When you have a life-changing, life-threatening disease, medical research never moves as quickly as you want to find a new treatment. Sometimes, as in the case of Parkinson’s disease, it doesn’t seem to move at all.

At our Board meeting last week David Higgins, our Board member and Patient Advocate for Parkinson’s disease, made that point as he championed one project that is taking a new approach to finding treatments for the condition. As he said in a news release:

“I’m a fourth generation Parkinson’s patient and I’m taking the same medicines that my grandmother took. They work but not for everyone and not for long. People with Parkinson’s need new treatment options and we need them now. That’s why this project is worth supporting. It has the potential to identify some promising candidates that might one day lead to new treatments.”

The project is from Zenobia Therapeutics. They were awarded $150,000 as part of our Discovery Inception program, which targets great new ideas that could have a big impact on the field of stem cell research but need some funding to help test those ideas and see if they work.

Zenobia’s idea is to generate induced pluripotent stem cells (iPSCs) that have been turned into dopaminergic neurons – the kind of brain cell that is dysfunctional in Parkinson’s disease. These iPSCs will then be used to screen hundreds of different compounds to see if any hold potential as a therapy for Parkinson’s disease. Being able to test compounds against real human brain cells, as opposed to animal models, could increase the odds of finding something effective.

Discovering a new way

The Zenobia project was one of 14 programs approved for the Discovery Inception award. You can see the others on our news release. They cover a broad array of ideas targeting a wide range of diseases from generating human airway stem cells for new approaches to respiratory disease treatments, to developing a novel drug that targets cancer stem cells.

Dr. Maria Millan, CIRM’s President and CEO, said the Stem Cell Agency supports this kind of work because we never know where the next great idea is going to come from:

“This research is critically important in advancing our knowledge of stem cells and are the foundation for future therapeutic candidates and treatments. Exploring and testing new ideas increases the chances of finding treatments for patients with unmet medical needs. Without CIRM’s support many of these projects might never get off the ground. That’s why our ability to fund research, particularly at the earliest stage, is so important to the field as a whole.”

The CIRM Board also agreed to invest $13.4 million in three projects at the Translation stage. These are programs that have shown promise in early stage research and need funding to do the work to advance to the next level of development.
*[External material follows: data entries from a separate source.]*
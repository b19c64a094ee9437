//! Session gate: tracks the signed-in identity and turns auth provider
//! events into discrete identity transitions.

use std::sync::{Arc, Mutex};

use async_trait::async_trait;
use chrono::{DateTime, Utc};
use tokio::sync::broadcast;
use tokio::task::JoinHandle;
use tracing::{debug, error, info, warn};

use horo_types::identity::Identity;

use crate::error::{RelayError, Result};

const CHANGE_CAPACITY: usize = 64;

#[derive(Debug, Clone, PartialEq)]
pub struct Session {
    pub user: Identity,
    pub expires_at: Option<DateTime<Utc>>,
}

impl Session {
    pub fn new(user: impl Into<Identity>) -> Self {
        Self {
            user: user.into(),
            expires_at: None,
        }
    }
}

#[derive(Debug, Clone, PartialEq)]
pub enum AuthEvent {
    SignedIn(Session),
    SignedOut,
    TokenRefreshed(Session),
    UserUpdated(Session),
    SessionExpired,
}

impl AuthEvent {
    /// Identity the app should consider signed in after this event.
    pub fn identity(&self) -> Option<&Identity> {
        match self {
            Self::SignedIn(s) | Self::TokenRefreshed(s) | Self::UserUpdated(s) => Some(&s.user),
            Self::SignedOut | Self::SessionExpired => None,
        }
    }
}

/// The external authentication collaborator.
#[async_trait]
pub trait AuthProvider: Send + Sync {
    /// Current persisted session, if any.
    async fn get_session(&self) -> Result<Option<Session>>;

    /// Stream of auth state changes.
    fn auth_events(&self) -> broadcast::Receiver<AuthEvent>;

    async fn sign_out(&self) -> Result<()>;
}

#[derive(Debug, Clone, PartialEq, Eq)]
pub enum IdentityChange {
    BecamePresent(Identity),
    /// Carries the identity that just went away.
    BecameAbsent(Identity),
}

pub struct SessionGate {
    current: Mutex<Option<Identity>>,
    changes: broadcast::Sender<IdentityChange>,
}

impl SessionGate {
    pub fn new() -> Self {
        let (changes, _) = broadcast::channel(CHANGE_CAPACITY);
        Self {
            current: Mutex::new(None),
            changes,
        }
    }

    pub fn current(&self) -> Option<Identity> {
        self.current.lock().unwrap().clone()
    }

    pub fn subscribe(&self) -> broadcast::Receiver<IdentityChange> {
        self.changes.subscribe()
    }

    /// Move to `next`, emitting the transitions in order. Switching straight
    /// from one user to another emits `BecameAbsent` before `BecamePresent`.
    pub fn set_identity(&self, next: Option<Identity>) {
        let mut current = self.current.lock().unwrap();
        if *current == next {
            return;
        }
        if let Some(previous) = current.take() {
            info!(user = %previous, "Identity cleared");
            let _ = self.changes.send(IdentityChange::BecameAbsent(previous));
        }
        if let Some(id) = next {
            info!(user = %id, "Identity set");
            *current = Some(id.clone());
            let _ = self.changes.send(IdentityChange::BecamePresent(id));
        }
    }

    pub fn apply(&self, event: &AuthEvent) {
        debug!(?event, "Auth state change");
        self.set_identity(event.identity().cloned());
    }

    /// Load the initial session from the provider.
    pub async fn bootstrap(&self, provider: &dyn AuthProvider) {
        match provider.get_session().await {
            Ok(session) => self.set_identity(session.map(|s| s.user)),
            Err(RelayError::InvalidRefreshToken) => {
                warn!("Stored session has an invalid refresh token, signing out");
                if let Err(e) = provider.sign_out().await {
                    error!("Error clearing invalid session: {e}");
                }
                self.set_identity(None);
            }
            Err(e) => error!("Error getting session: {e}"),
        }
    }

    /// Bootstrap, then follow the provider's auth events until its stream
    /// closes.
    pub fn spawn(self: &Arc<Self>, provider: Arc<dyn AuthProvider>) -> JoinHandle<()> {
        let gate = Arc::clone(self);
        let mut events = provider.auth_events();
        tokio::spawn(async move {
            gate.bootstrap(provider.as_ref()).await;
            loop {
                match events.recv().await {
                    Ok(event) => gate.apply(&event),
                    Err(broadcast::error::RecvError::Lagged(n)) => {
                        warn!("Missed {n} auth events, reloading session");
                        gate.bootstrap(provider.as_ref()).await;
                    }
                    Err(broadcast::error::RecvError::Closed) => break,
                }
            }
            debug!("Auth event stream closed");
        })
    }
}

impl Default for SessionGate {
    fn default() -> Self {
        Self::new()
    }
}

/// In-process auth provider for simulations and tests.
pub struct MemoryAuth {
    session: Mutex<Option<Session>>,
    invalid_refresh_token: Mutex<bool>,
    events: broadcast::Sender<AuthEvent>,
}

impl MemoryAuth {
    pub fn new() -> Self {
        let (events, _) = broadcast::channel(CHANGE_CAPACITY);
        Self {
            session: Mutex::new(None),
            invalid_refresh_token: Mutex::new(false),
            events,
        }
    }

    /// Start with a persisted session whose refresh token the backend rejects.
    pub fn with_invalid_refresh_token() -> Self {
        let auth = Self::new();
        *auth.invalid_refresh_token.lock().unwrap() = true;
        auth
    }

    pub fn with_session(session: Session) -> Self {
        let auth = Self::new();
        *auth.session.lock().unwrap() = Some(session);
        auth
    }

    pub fn sign_in(&self, user: impl Into<Identity>) {
        let session = Session::new(user);
        *self.session.lock().unwrap() = Some(session.clone());
        let _ = self.events.send(AuthEvent::SignedIn(session));
    }

    pub fn expire(&self) {
        *self.session.lock().unwrap() = None;
        let _ = self.events.send(AuthEvent::SessionExpired);
    }
}

impl Default for MemoryAuth {
    fn default() -> Self {
        Self::new()
    }
}

#[async_trait]
impl AuthProvider for MemoryAuth {
    async fn get_session(&self) -> Result<Option<Session>> {
        if *self.invalid_refresh_token.lock().unwrap() {
            return Err(RelayError::InvalidRefreshToken);
        }
        Ok(self.session.lock().unwrap().clone())
    }

    fn auth_events(&self) -> broadcast::Receiver<AuthEvent> {
        self.events.subscribe()
    }

    async fn sign_out(&self) -> Result<()> {
        *self.invalid_refresh_token.lock().unwrap() = false;
        *self.session.lock().unwrap() = None;
        let _ = self.events.send(AuthEvent::SignedOut);
        Ok(())
    }
}
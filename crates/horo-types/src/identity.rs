use serde::{Deserialize, Serialize};

/// Opaque id of the signed-in user, as handed out by the auth provider.
#[derive(Debug, Clone, PartialEq, Eq, Hash, Serialize, Deserialize)]
#[serde(transparent)]
pub struct Identity(String);

impl Identity {
    pub fn new(id: impl Into<String>) -> Self {
        Self(id.into())
    }

    pub fn as_str(&self) -> &str {
        &self.0
    }
}

impl std::fmt::Display for Identity {
    fn fmt(&self, f: &mut std::fmt::Formatter<'_>) -> std::fmt::Result {
        f.write_str(&self.0)
    }
}

impl From<&str> for Identity {
    fn from(s: &str) -> Self {
        Self::new(s)
    }
}

impl From<String> for Identity {
    fn from(s: String) -> Self {
        Self(s)
    }
}
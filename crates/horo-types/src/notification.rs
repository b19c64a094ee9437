use chrono::{DateTime, Utc};
use serde::{Deserialize, Serialize};
use serde_json::Value;
use uuid::Uuid;

use crate::resource::ResourceClass;

/// Structured payload attached to every horoscope notification. Handed back
/// verbatim when the user taps the notification.
#[derive(Debug, Clone, PartialEq, Serialize, Deserialize)]
#[serde(rename_all = "camelCase")]
pub struct NotificationData {
    pub resource_class: ResourceClass,
    pub payload: Value,
}

impl NotificationData {
    /// Recover the structured payload from a delivered notification's data.
    /// Returns `None` for notifications this app did not produce.
    pub fn from_value(data: &Value) -> Option<Self> {
        serde_json::from_value(data.clone()).ok()
    }
}

/// A mapped, ready-to-dispatch notification.
#[derive(Debug, Clone, PartialEq, Serialize, Deserialize)]
pub struct NotificationIntent {
    pub title: String,
    pub body: String,
    pub data: NotificationData,
}

impl NotificationIntent {
    /// Build the OS-facing request. The trigger is always `None`: delivery
    /// is immediate.
    pub fn to_request(&self, sound: Option<&str>) -> serde_json::Result<NotificationRequest> {
        Ok(NotificationRequest {
            content: NotificationContent {
                title: self.title.clone(),
                body: self.body.clone(),
                data: serde_json::to_value(&self.data)?,
                sound: sound.map(str::to_string),
            },
            trigger: None,
        })
    }
}

#[derive(Debug, Clone, PartialEq, Serialize, Deserialize)]
pub struct NotificationContent {
    pub title: String,
    pub body: String,
    pub data: Value,
    #[serde(default, skip_serializing_if = "Option::is_none")]
    pub sound: Option<String>,
}

/// What gets handed to the OS notification facility.
#[derive(Debug, Clone, PartialEq, Serialize, Deserialize)]
pub struct NotificationRequest {
    pub content: NotificationContent,
    /// `None` means deliver now.
    pub trigger: Option<DateTime<Utc>>,
}

/// A notification the OS has presented.
#[derive(Debug, Clone, PartialEq, Serialize, Deserialize)]
pub struct DeliveredNotification {
    pub id: Uuid,
    pub content: NotificationContent,
    pub delivered_at: DateTime<Utc>,
}

/// The user interacted with a delivered notification.
#[derive(Debug, Clone, PartialEq, Serialize, Deserialize)]
pub struct NotificationResponse {
    pub notification: DeliveredNotification,
    pub action: String,
}

/// Action identifier the OS reports for a plain tap.
pub const DEFAULT_ACTION: &str = "default";

/// Permission as reported by the OS facility.
#[derive(Debug, Clone, Copy, PartialEq, Eq, Serialize, Deserialize)]
#[serde(rename_all = "lowercase")]
pub enum PermissionStatus {
    Granted,
    Denied,
    Undetermined,
}

impl PermissionStatus {
    pub fn is_granted(self) -> bool {
        matches!(self, Self::Granted)
    }
}

/// Cached permission outcome for the current process.
#[derive(Debug, Clone, Copy, Default, PartialEq, Eq, Serialize, Deserialize)]
#[serde(rename_all = "lowercase")]
pub enum PermissionState {
    #[default]
    Unknown,
    Granted,
    Denied,
}

impl PermissionState {
    pub fn is_resolved(self) -> bool {
        !matches!(self, Self::Unknown)
    }

    pub fn is_granted(self) -> bool {
        matches!(self, Self::Granted)
    }
}

impl From<PermissionStatus> for PermissionState {
    fn from(status: PermissionStatus) -> Self {
        match status {
            PermissionStatus::Granted => Self::Granted,
            // A prompt that was dismissed without an answer counts as a refusal.
            PermissionStatus::Denied | PermissionStatus::Undetermined => Self::Denied,
        }
    }
}

impl std::fmt::Display for PermissionState {
    fn fmt(&self, f: &mut std::fmt::Formatter<'_>) -> std::fmt::Result {
        match self {
            Self::Unknown => write!(f, "unknown"),
            Self::Granted => write!(f, "granted"),
            Self::Denied => write!(f, "denied"),
        }
    }
}
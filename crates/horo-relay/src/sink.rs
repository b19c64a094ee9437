//! Notification delivery capability.
//!
//! The OS notification facility is an external collaborator. A
//! `NotificationSink` wraps it (`NativeSink`) or stands in for it on
//! platforms that have none (`NoopSink`). The variant is picked once, at
//! startup, by [`select_sink`].

use std::sync::Arc;

use async_trait::async_trait;
use tokio::sync::broadcast;
use tracing::{debug, warn};
use uuid::Uuid;

use horo_types::{
    config::Platform,
    notification::{
        DeliveredNotification, NotificationIntent, NotificationRequest, NotificationResponse,
        PermissionStatus,
    },
};

use crate::error::Result;

/// The OS-level local notification facility.
#[async_trait]
pub trait NotificationFacility: Send + Sync {
    async fn get_permissions(&self) -> Result<PermissionStatus>;

    /// Show the permission prompt.
    async fn request_permissions(&self) -> Result<PermissionStatus>;

    /// Enqueue a notification. A `None` trigger means deliver now.
    async fn schedule(&self, request: NotificationRequest) -> Result<Uuid>;

    /// Notifications presented while the app is in the foreground.
    fn received_listener(&self) -> broadcast::Receiver<DeliveredNotification>;

    /// User interactions with delivered notifications.
    fn response_listener(&self) -> broadcast::Receiver<NotificationResponse>;
}

/// Listener streams handed to the interaction router.
pub struct Listeners {
    pub received: broadcast::Receiver<DeliveredNotification>,
    pub responses: broadcast::Receiver<NotificationResponse>,
}

#[async_trait]
pub trait NotificationSink: Send + Sync {
    fn name(&self) -> &'static str;

    async fn current_permission(&self) -> Result<PermissionStatus>;

    async fn prompt_permission(&self) -> Result<PermissionStatus>;

    /// Deliver immediately. Returns the OS notification id, or `None` when
    /// nothing was handed to an OS facility.
    async fn deliver(&self, intent: &NotificationIntent) -> Result<Option<Uuid>>;

    /// `None` when the platform has nothing to listen to.
    fn listeners(&self) -> Option<Listeners>;
}

pub struct NativeSink {
    facility: Arc<dyn NotificationFacility>,
    sound: Option<String>,
}

impl NativeSink {
    pub fn new(facility: Arc<dyn NotificationFacility>, sound: Option<String>) -> Self {
        Self { facility, sound }
    }
}

#[async_trait]
impl NotificationSink for NativeSink {
    fn name(&self) -> &'static str {
        "native"
    }

    async fn current_permission(&self) -> Result<PermissionStatus> {
        self.facility.get_permissions().await
    }

    async fn prompt_permission(&self) -> Result<PermissionStatus> {
        self.facility.request_permissions().await
    }

    async fn deliver(&self, intent: &NotificationIntent) -> Result<Option<Uuid>> {
        let request = intent.to_request(self.sound.as_deref())?;
        let id = self.facility.schedule(request).await?;
        debug!(%id, title = %intent.title, "Notification scheduled");
        Ok(Some(id))
    }

    fn listeners(&self) -> Option<Listeners> {
        Some(Listeners {
            received: self.facility.received_listener(),
            responses: self.facility.response_listener(),
        })
    }
}

/// Degraded-capability platforms: permission is vacuously granted and
/// delivery only logs. In-app banners are a UI concern.
pub struct NoopSink;

#[async_trait]
impl NotificationSink for NoopSink {
    fn name(&self) -> &'static str {
        "noop"
    }

    async fn current_permission(&self) -> Result<PermissionStatus> {
        Ok(PermissionStatus::Granted)
    }

    async fn prompt_permission(&self) -> Result<PermissionStatus> {
        Ok(PermissionStatus::Granted)
    }

    async fn deliver(&self, intent: &NotificationIntent) -> Result<Option<Uuid>> {
        debug!(
            title = %intent.title,
            resource = %intent.data.resource_class,
            "Web notification (not delivered)"
        );
        Ok(None)
    }

    fn listeners(&self) -> Option<Listeners> {
        None
    }
}

pub fn select_sink(
    platform: Platform,
    facility: Option<Arc<dyn NotificationFacility>>,
    sound: Option<String>,
) -> Arc<dyn NotificationSink> {
    match (platform, facility) {
        (Platform::Native, Some(facility)) => Arc::new(NativeSink::new(facility, sound)),
        (Platform::Native, None) => {
            warn!("Native platform configured without a notification facility, notifications disabled");
            Arc::new(NoopSink)
        }
        (Platform::Web, _) => Arc::new(NoopSink),
    }
}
  • $5.56 million to Anthony Oro at Stanford to test a stem cell therapy to help people with a form of Epidermolysis bullosa, a painful, blistering skin disease that leaves patients with wounds that won’t heal.
  • $5.15 million to Dan Kaufman at UC San Diego to produce natural killer (NK) cells from embryonic stem cells and see if they can help people with acute myelogenous leukemia (AML) who are not responding to treatment.
  • $2.7 million to Catriona Jamieson at UC San Diego to test a novel therapeutic approach targeting cancer stem cells in AML. These cells are believed to be the cause of the high relapse rate in AML and other cancers.

At CIRM we are trying to create a pipeline of projects, ones that hold out the promise of one day being able to help patients in need. That’s why we fund research from the earliest Discovery level, through Translation and ultimately, we hope into clinical trials.

The writer Victor Hugo once said:

“There is one thing stronger than all the armies in the world, and that is an idea whose time has come.”

We are in the business of finding those ideas whose time has come, and then doing all we can to help them get there.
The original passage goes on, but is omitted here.